14. Br that as it may if we look into the evidence on record then it will appear that P W 1 Kailash Naithani and P W 2 Subedar Major M R Gogoi clearly stated that the accused was unauthorizedly absent from duty for certain period. The record shows that the accused preferred not to cross examine those witnesses for reasons best known to him. Under such circumstances there cannot be any doubt that from the evidence of the P W 1 and P W 2 it has been clearly established that the accused remained absent unauthorizedly for the period in question.

15 That apart, if we look into the evidence of the private persons, then also it will appear that in fact the accused admitted that he was off the unit for that period without obtaining permission from the competent authority. These private witnesses in their evidence have stated that at the relevant time the accused/applicant was found in the house of one lady. The accused did not deny the same by way of cross examining those witnesses. However, whether the accused was found in the house of that lady is not the subject matter of the charge framed against him. Our main concern is that, as to whether the accused remained absent from the unit unauthorizedly or not. From the evidence on record, as discussed earlier, it is clear that for some reason or other the accused remained absent from the unit without obtaining the permission from the competent authority. Even if we look into the statement as made by the accused in connection with the Court Martial Proceeding, then it will appear that the accused admitted that he was away from the unit at the relevant time. Of course, the accused has claimed that he informed one Y.LNK/Clk HB Tiwary before leaving the unit for purchase of “bidi. However, no corroborating evidence to that effect has been given by the accused and as such we are unable to attach any importance to this claim as made by the accused. So, from the evidence on record it also appears that the prosecution has been able to establish that the accused/applicant was away from the unit at the material time without obtaining permission from the competent authority. Such evidence has been totally corroborated by the fact that the accused himself pleaded guilty so far as the charge framed against him. As such, we are of opinion that the prosecution has been able to establish beyond any reasonable doubt that the accused was guilty for the charge framed against him and so the presiding officer was justified in holding the accused guilty of the charge framed against him. We find no illegality in this respect.

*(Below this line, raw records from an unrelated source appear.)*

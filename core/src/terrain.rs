//! Static terrain catalog describing how each terrain kind behaves.

use serde::{Deserialize, Serialize};
use thiserror::Error;

use crate::Color;

/// Enumerates the terrain kinds a tile can be classified as.
#[derive(Clone, Copy, Debug, PartialEq, Eq, Hash, PartialOrd, Ord, Serialize, Deserialize)]
#[serde(rename_all = "snake_case")]
pub enum TerrainKind {
    /// Open water.
    Water,
    /// Grassland.
    Grass,
    /// Forest.
    Forest,
    /// Mountains.
    Mountain,
}

impl TerrainKind {
    /// Every terrain kind in declaration order.
    pub const ALL: [TerrainKind; 4] = [Self::Water, Self::Grass, Self::Forest, Self::Mountain];

    /// Character used by text adapters to draw the terrain.
    #[must_use]
    pub const fn glyph(self) -> char {
        match self {
            Self::Water => '~',
            Self::Grass => '.',
            Self::Forest => 'f',
            Self::Mountain => '^',
        }
    }

    /// Position of the kind in [`TerrainKind::ALL`].
    #[must_use]
    pub const fn index(self) -> usize {
        match self {
            Self::Water => 0,
            Self::Grass => 1,
            Self::Forest => 2,
            Self::Mountain => 3,
        }
    }
}

/// Price paid from a unit's move allowance when entering a tile.
#[derive(Clone, Copy, Debug, PartialEq, Eq, Hash, Serialize, Deserialize)]
#[serde(rename_all = "snake_case")]
pub enum MovementCost {
    /// Entering the tile costs the given number of move points.
    Steps(u32),
    /// No unit can ever enter the tile.
    Impassable,
}

impl MovementCost {
    /// Number of move points required, or `None` when impassable.
    #[must_use]
    pub const fn steps(self) -> Option<u32> {
        match self {
            Self::Steps(steps) => Some(steps),
            Self::Impassable => None,
        }
    }

    /// Reports whether the tile can be entered at all.
    #[must_use]
    pub const fn is_passable(self) -> bool {
        matches!(self, Self::Steps(_))
    }
}

/// Catalog entry describing a single terrain kind.
#[derive(Clone, Copy, Debug, PartialEq, Serialize, Deserialize)]
pub struct TerrainProfile {
    /// Terrain kind described by the entry.
    pub kind: TerrainKind,
    /// Cost of entering a tile of this kind.
    pub movement_cost: MovementCost,
    /// Upper bound of the normalized noise value assigned to this kind.
    pub threshold: f64,
    /// Render height every tile of this kind starts from.
    pub base_height: f32,
    /// Maximum random height added on top of the base height.
    pub height_variance: f32,
    /// Render color of the terrain.
    pub color: Color,
}

impl TerrainProfile {
    /// Default catalog entry for the provided terrain kind.
    #[must_use]
    pub const fn default_for(kind: TerrainKind) -> Self {
        match kind {
            TerrainKind::Water => Self {
                kind,
                movement_cost: MovementCost::Impassable,
                threshold: 0.4,
                base_height: -0.1,
                height_variance: 0.0,
                color: Color::from_rgb(0x00, 0x00, 0xff),
            },
            TerrainKind::Grass => Self {
                kind,
                movement_cost: MovementCost::Steps(1),
                threshold: 0.6,
                base_height: 0.1,
                height_variance: 0.1,
                color: Color::from_rgb(0x00, 0xff, 0x00),
            },
            TerrainKind::Forest => Self {
                kind,
                movement_cost: MovementCost::Steps(2),
                threshold: 0.7,
                base_height: 0.3,
                height_variance: 0.4,
                color: Color::from_rgb(0x00, 0x64, 0x00),
            },
            TerrainKind::Mountain => Self {
                kind,
                movement_cost: MovementCost::Impassable,
                threshold: 1.0,
                base_height: 0.5,
                height_variance: 0.3,
                color: Color::from_rgb(0x80, 0x80, 0x80),
            },
        }
    }
}

/// Reasons a terrain catalog definition may be rejected.
#[derive(Clone, Copy, Debug, PartialEq, Eq, Hash, Error)]
pub enum CatalogError {
    /// No entry was provided for the terrain kind.
    #[error("terrain catalog has no entry for {kind:?}")]
    MissingKind {
        /// Kind lacking an entry.
        kind: TerrainKind,
    },
    /// More than one entry was provided for the terrain kind.
    #[error("terrain catalog lists {kind:?} more than once")]
    DuplicateKind {
        /// Kind listed repeatedly.
        kind: TerrainKind,
    },
    /// The classification threshold is not a number within `[0, 1]`.
    #[error("threshold for {kind:?} must lie within [0, 1]")]
    ThresholdOutOfRange {
        /// Kind carrying the invalid threshold.
        kind: TerrainKind,
    },
    /// A passable terrain was given a zero movement cost.
    #[error("movement cost for {kind:?} must be positive")]
    ZeroMovementCost {
        /// Kind carrying the zero cost.
        kind: TerrainKind,
    },
    /// Base height or height variance is negative or not finite.
    #[error("height parameters for {kind:?} must be finite with a non-negative variance")]
    InvalidHeight {
        /// Kind carrying the invalid height parameters.
        kind: TerrainKind,
    },
}

/// Registry mapping every terrain kind to its profile.
///
/// Classification walks the kinds in ascending threshold order, so the
/// catalog keeps that order precomputed.
#[derive(Clone, Debug, PartialEq)]
pub struct TerrainCatalog {
    profiles: [TerrainProfile; 4],
    ascending: [TerrainKind; 4],
}

impl TerrainCatalog {
    /// Builds a catalog from one profile per terrain kind.
    pub fn new(profiles: &[TerrainProfile]) -> Result<Self, CatalogError> {
        let mut slots: [Option<TerrainProfile>; 4] = [None; 4];
        for profile in profiles {
            validate_profile(profile)?;
            let slot = &mut slots[profile.kind.index()];
            if slot.is_some() {
                return Err(CatalogError::DuplicateKind { kind: profile.kind });
            }
            *slot = Some(*profile);
        }

        let mut resolved = TerrainKind::ALL.map(TerrainProfile::default_for);
        for kind in TerrainKind::ALL {
            resolved[kind.index()] = slots[kind.index()].ok_or(CatalogError::MissingKind { kind })?;
        }

        let mut ascending = TerrainKind::ALL;
        ascending.sort_by(|left, right| {
            resolved[left.index()]
                .threshold
                .total_cmp(&resolved[right.index()].threshold)
        });

        Ok(Self {
            profiles: resolved,
            ascending,
        })
    }

    /// Profile registered for the provided terrain kind.
    #[must_use]
    pub fn profile(&self, kind: TerrainKind) -> &TerrainProfile {
        &self.profiles[kind.index()]
    }

    /// Movement cost registered for the provided terrain kind.
    #[must_use]
    pub fn movement_cost(&self, kind: TerrainKind) -> MovementCost {
        self.profile(kind).movement_cost
    }

    /// Profiles in ascending threshold order.
    pub fn profiles(&self) -> impl Iterator<Item = &TerrainProfile> + '_ {
        self.ascending.iter().map(|kind| self.profile(*kind))
    }

    /// Classifies a raw noise sample in `[-1, 1]`.
    #[must_use]
    pub fn classify(&self, raw: f64) -> TerrainKind {
        self.classify_normalized((raw + 1.0) / 2.0)
    }

    /// Classifies a value already normalized to `[0, 1]`.
    ///
    /// Values above every threshold fall back to the highest-threshold kind.
    #[must_use]
    pub fn classify_normalized(&self, value: f64) -> TerrainKind {
        self.ascending
            .iter()
            .copied()
            .find(|kind| self.profile(*kind).threshold >= value)
            .unwrap_or(self.ascending[self.ascending.len() - 1])
    }
}

impl Default for TerrainCatalog {
    fn default() -> Self {
        Self {
            profiles: TerrainKind::ALL.map(TerrainProfile::default_for),
            ascending: TerrainKind::ALL,
        }
    }
}

fn validate_profile(profile: &TerrainProfile) -> Result<(), CatalogError> {
    let kind = profile.kind;
    if !(0.0..=1.0).contains(&profile.threshold) {
        return Err(CatalogError::ThresholdOutOfRange { kind });
    }
    if profile.movement_cost == MovementCost::Steps(0) {
        return Err(CatalogError::ZeroMovementCost { kind });
    }
    if !profile.base_height.is_finite()
        || !profile.height_variance.is_finite()
        || profile.height_variance < 0.0
    {
        return Err(CatalogError::InvalidHeight { kind });
    }
    Ok(())
}
#![deny(
    unsafe_code,
    missing_docs,
    dead_code,
    unused_results,
    non_snake_case,
    unreachable_pub
)]

//! Weighted movement search over the hex grid.
//!
//! Entering a hex costs the movement cost of its tile; impassable tiles are
//! never entered and hexes rejected by the caller's blocking predicate are
//! never expanded. The predicate is consulted during the search, so it always
//! reflects the occupancy the caller observes at that moment.

use std::{cmp::Reverse, collections::BinaryHeap};

use hex_tactics_core::{GridBounds, HexCoord, TileMap};

const UNVISITED: u32 = u32::MAX;

/// Cheapest known costs from a single origin within a move budget.
#[derive(Clone, Debug)]
pub struct ReachabilityField {
    bounds: GridBounds,
    origin: HexCoord,
    budget: u32,
    distances: Vec<u32>,
    predecessors: Vec<Option<usize>>,
}

impl ReachabilityField {
    /// Runs a budget-limited Dijkstra search starting at `origin`.
    ///
    /// The origin is always reachable at distance zero when it lies on the
    /// map, whatever its own terrain or occupancy. An origin outside the map
    /// produces an empty field.
    pub fn compute<F>(map: &TileMap, origin: HexCoord, budget: u32, mut is_blocked: F) -> Self
    where
        F: FnMut(HexCoord) -> bool,
    {
        let bounds = map.bounds();
        let cell_count = bounds.cell_count();
        let mut field = Self {
            bounds,
            origin,
            budget,
            distances: vec![UNVISITED; cell_count],
            predecessors: vec![None; cell_count],
        };

        let Some(origin_index) = bounds.index(origin) else {
            return field;
        };
        field.distances[origin_index] = 0;

        let mut frontier = BinaryHeap::new();
        frontier.push(Reverse((0u32, origin_index)));

        while let Some(Reverse((distance, index))) = frontier.pop() {
            if distance > field.distances[index] {
                continue;
            }
            let Some(cell) = bounds.cell_at(index) else {
                continue;
            };

            for neighbor in bounds.neighbors(cell) {
                let Some(step) = map.movement_cost(neighbor).steps() else {
                    continue;
                };
                let Some(next_distance) = distance.checked_add(step) else {
                    continue;
                };
                if next_distance > budget {
                    continue;
                }
                let Some(neighbor_index) = bounds.index(neighbor) else {
                    continue;
                };
                if field.distances[neighbor_index] <= next_distance {
                    continue;
                }
                if is_blocked(neighbor) {
                    continue;
                }

                field.distances[neighbor_index] = next_distance;
                field.predecessors[neighbor_index] = Some(index);
                frontier.push(Reverse((next_distance, neighbor_index)));
            }
        }

        tracing::trace!(
            q = origin.q(),
            r = origin.r(),
            budget,
            reachable = field.distances.iter().filter(|d| **d != UNVISITED).count(),
            "computed reachability"
        );
        field
    }

    /// Hex the search started from.
    #[must_use]
    pub const fn origin(&self) -> HexCoord {
        self.origin
    }

    /// Move budget the search was limited to.
    #[must_use]
    pub const fn budget(&self) -> u32 {
        self.budget
    }

    /// Cheapest cost of reaching the cell, when it lies within the budget.
    #[must_use]
    pub fn distance(&self, cell: HexCoord) -> Option<u32> {
        let index = self.bounds.index(cell)?;
        match self.distances.get(index).copied() {
            Some(UNVISITED) | None => None,
            Some(distance) => Some(distance),
        }
    }

    /// Hex preceding `cell` on its cheapest path.
    #[must_use]
    pub fn predecessor(&self, cell: HexCoord) -> Option<HexCoord> {
        let index = self.bounds.index(cell)?;
        self.predecessors
            .get(index)
            .copied()
            .flatten()
            .and_then(|previous| self.bounds.cell_at(previous))
    }

    /// Reports whether the cell can be reached within the budget.
    #[must_use]
    pub fn is_reachable(&self, cell: HexCoord) -> bool {
        self.distance(cell).is_some()
    }

    /// Every reachable cell in row-major order, the origin included.
    pub fn reachable(&self) -> impl Iterator<Item = HexCoord> + '_ {
        self.distances
            .iter()
            .enumerate()
            .filter(|(_, distance)| **distance != UNVISITED)
            .filter_map(|(index, _)| self.bounds.cell_at(index))
    }

    /// Cells entered on the cheapest path to `destination`, origin excluded.
    ///
    /// Returns an empty path when the destination is unreachable or equals
    /// the origin.
    #[must_use]
    pub fn path_to(&self, destination: HexCoord) -> Vec<HexCoord> {
        if destination == self.origin || !self.is_reachable(destination) {
            return Vec::new();
        }

        let mut path = Vec::new();
        let mut current = destination;
        while current != self.origin {
            path.push(current);
            match self.predecessor(current) {
                Some(previous) => current = previous,
                None => return Vec::new(),
            }
        }
        path.reverse();
        path
    }
}

/// Cheapest path from `origin` to `destination` within `budget`, origin excluded.
pub fn find_path<F>(
    map: &TileMap,
    origin: HexCoord,
    destination: HexCoord,
    budget: u32,
    is_blocked: F,
) -> Vec<HexCoord>
where
    F: FnMut(HexCoord) -> bool,
{
    ReachabilityField::compute(map, origin, budget, is_blocked).path_to(destination)
}

/// Sum of the movement costs of every cell entered along `path`.
///
/// Returns `None` when the path enters an impassable or off-map cell.
#[must_use]
pub fn path_cost(map: &TileMap, path: &[HexCoord]) -> Option<u32> {
    path.iter().try_fold(0u32, |total, cell| {
        map.movement_cost(*cell)
            .steps()
            .and_then(|step| total.checked_add(step))
    })
}

#[cfg(test)]
mod tests {
    use super::*;
    use hex_tactics_core::{TerrainCatalog, TerrainKind};

    fn grass(columns: u32, rows: u32) -> TileMap {
        TileMap::uniform(
            GridBounds::new(columns, rows),
            &TerrainCatalog::default(),
            TerrainKind::Grass,
        )
    }

    #[test]
    fn zero_budget_reaches_only_the_origin() {
        let map = grass(5, 5);
        let field = ReachabilityField::compute(&map, HexCoord::new(2, 2), 0, |_| false);
        assert_eq!(field.reachable().collect::<Vec<_>>(), vec![HexCoord::new(2, 2)]);
    }

    #[test]
    fn off_map_origin_produces_empty_field() {
        let map = grass(3, 3);
        let field = ReachabilityField::compute(&map, HexCoord::new(9, 9), 5, |_| false);
        assert_eq!(field.reachable().count(), 0);
    }

    #[test]
    fn predecessors_chain_back_to_origin() {
        let map = grass(6, 6);
        let origin = HexCoord::new(1, 1);
        let field = ReachabilityField::compute(&map, origin, 4, |_| false);
        let destination = HexCoord::new(4, 3);
        let path = field.path_to(destination);

        assert_eq!(path.len() as u32, origin.distance(destination));
        assert_eq!(path.last(), Some(&destination));
        assert_eq!(field.predecessor(path[0]), Some(origin));
        assert_eq!(path_cost(&map, &path), field.distance(destination));
    }

    #[test]
    fn path_cost_rejects_impassable_steps() {
        let catalog = TerrainCatalog::default();
        let map = TileMap::uniform(GridBounds::new(2, 2), &catalog, TerrainKind::Water);
        assert_eq!(path_cost(&map, &[HexCoord::new(1, 1)]), None);
        assert_eq!(path_cost(&map, &[]), Some(0));
    }
}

16. Therefore, from the discussion made above, we are of opinion that there is no merit in this application and this court finds no justification whatsoever to interfere into the finding, as passed by the court martial authority.

17. In the result, the application is dismissed on contest but without cost. The finding of the Summary Court Martial Proceeding in respect of the accused/applicant is confirmed.

18. Let a copy of this judgment be handed over to the ld. Advocates for both the sides.